Like many other affections, this one, too, stems from similarity Not the similarity between us—we are not similar at all—but the similarity between our spouses, between her husband and my wife, and as Zohar herself said to me many years later, in a moment that mingled alcohol with embarrassment, laughter with loneliness, “Our troubles are very similar. It’s just that your trouble is crappier than mine and my trouble is shittier than yours.” I felt a covenant had been established between us, that of two interlopers who had been appended to the same eminent family

I love her twins, too—Yoav and Yariv—in spite of the jealousy I felt when they were born, and I am proud to say that I am the one who coined their nickname, the Y-Team, which stuck at once and has even undergone a number of improvements: Liora turned them into the Double-Ys, while Zohar decreed separate nicknames for each of her boys.
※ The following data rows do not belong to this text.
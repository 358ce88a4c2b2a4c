//! FFprobe adapter for media file probing
//!
//! Runs `ffprobe -print_format json -show_format -show_streams` and maps the
//! report onto [`MediaProbe`].

use async_trait::async_trait;
use serde::Deserialize;
use std::path::{Path, PathBuf};
use std::process::Stdio;
use tokio::process::Command;
use tracing::debug;

use crate::domain::model::MediaProbe;
use crate::error::{ConsolidatorError, ConsolidatorResult};
use crate::ports::ProbePort;

#[derive(Debug, Default, Deserialize)]
struct FfprobeReport {
    #[serde(default)]
    format: Option<FfprobeFormat>,
    #[serde(default)]
    streams: Vec<FfprobeStream>,
}

#[derive(Debug, Deserialize)]
struct FfprobeFormat {
    format_name: Option<String>,
    duration: Option<String>,
    size: Option<String>,
}

#[derive(Debug, Deserialize)]
struct FfprobeStream {
    codec_type: Option<String>,
    codec_name: Option<String>,
    width: Option<u32>,
    height: Option<u32>,
    duration: Option<String>,
}

/// FFprobe-based probe adapter
pub struct FFprobeAdapter {
    binary: PathBuf,
}

impl FFprobeAdapter {
    pub fn new() -> Self {
        Self::with_binary("ffprobe")
    }

    /// Use a specific `ffprobe` executable
    pub fn with_binary(binary: impl Into<PathBuf>) -> Self {
        Self {
            binary: binary.into(),
        }
    }
}

impl Default for FFprobeAdapter {
    fn default() -> Self {
        Self::new()
    }
}

fn probe_error(path: &Path, message: impl Into<String>) -> ConsolidatorError {
    ConsolidatorError::ProbeError {
        path: path.display().to_string(),
        message: message.into(),
    }
}

fn parse_seconds(value: Option<&String>) -> Option<f64> {
    value
        .and_then(|v| v.trim().parse::<f64>().ok())
        .filter(|d| d.is_finite() && *d >= 0.0)
}

/// Map an ffprobe JSON report for `path` onto a [`MediaProbe`]
pub fn parse_report(path: &Path, json: &str) -> ConsolidatorResult<MediaProbe> {
    let report: FfprobeReport = serde_json::from_str(json)
        .map_err(|e| probe_error(path, format!("unreadable ffprobe output: {}", e)))?;

    let format = report.format.as_ref();
    let video = report
        .streams
        .iter()
        .find(|s| s.codec_type.as_deref() == Some("video"));
    let audio = report
        .streams
        .iter()
        .find(|s| s.codec_type.as_deref() == Some("audio"));

    let duration = format
        .and_then(|f| parse_seconds(f.duration.as_ref()))
        .or_else(|| {
            report
                .streams
                .iter()
                .filter_map(|s| parse_seconds(s.duration.as_ref()))
                .reduce(f64::max)
        })
        .ok_or_else(|| probe_error(path, "no duration reported"))?;

    let size = format
        .and_then(|f| f.size.as_deref())
        .and_then(|s| s.trim().parse::<u64>().ok())
        .unwrap_or(0);

    Ok(MediaProbe {
        duration,
        size,
        format_name: format.and_then(|f| f.format_name.clone()),
        video_codec: video.and_then(|s| s.codec_name.clone()),
        audio_codec: audio.and_then(|s| s.codec_name.clone()),
        width: video.and_then(|s| s.width),
        height: video.and_then(|s| s.height),
    })
}

#[async_trait]
impl ProbePort for FFprobeAdapter {
    async fn probe(&self, path: &Path) -> ConsolidatorResult<MediaProbe> {
        debug!("Probing {}", path.display());
        let output = Command::new(&self.binary)
            .args(["-v", "error", "-print_format", "json", "-show_format", "-show_streams"])
            .arg(path)
            .stdin(Stdio::null())
            .kill_on_drop(true)
            .output()
            .await
            .map_err(|e| probe_error(path, format!("failed to run ffprobe: {}", e)))?;

        if !output.status.success() {
            let stderr = String::from_utf8_lossy(&output.stderr);
            let message = stderr.lines().last().unwrap_or("ffprobe failed").trim();
            return Err(probe_error(
                path,
                format!("{} ({})", message, output.status),
            ));
        }

        let stdout = String::from_utf8_lossy(&output.stdout);
        parse_report(path, &stdout)
    }
}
Yoav, the firstborn, became Y1, while Yariv, born several minutes later, was Y2.

The family lust for eating made its appearance in the twins during their very first days of life. More than once Zohar said she planned to nurse them for years and years because their nursing was so hardy that it brought her to the verge of losing consciousness and she was addicted to these moments when her “boobs emptied and her boys filled up” and everything blurred and her body was light and bent on flying, while her boys grew full and heavy, becoming the sandbags that weighted her to the ground.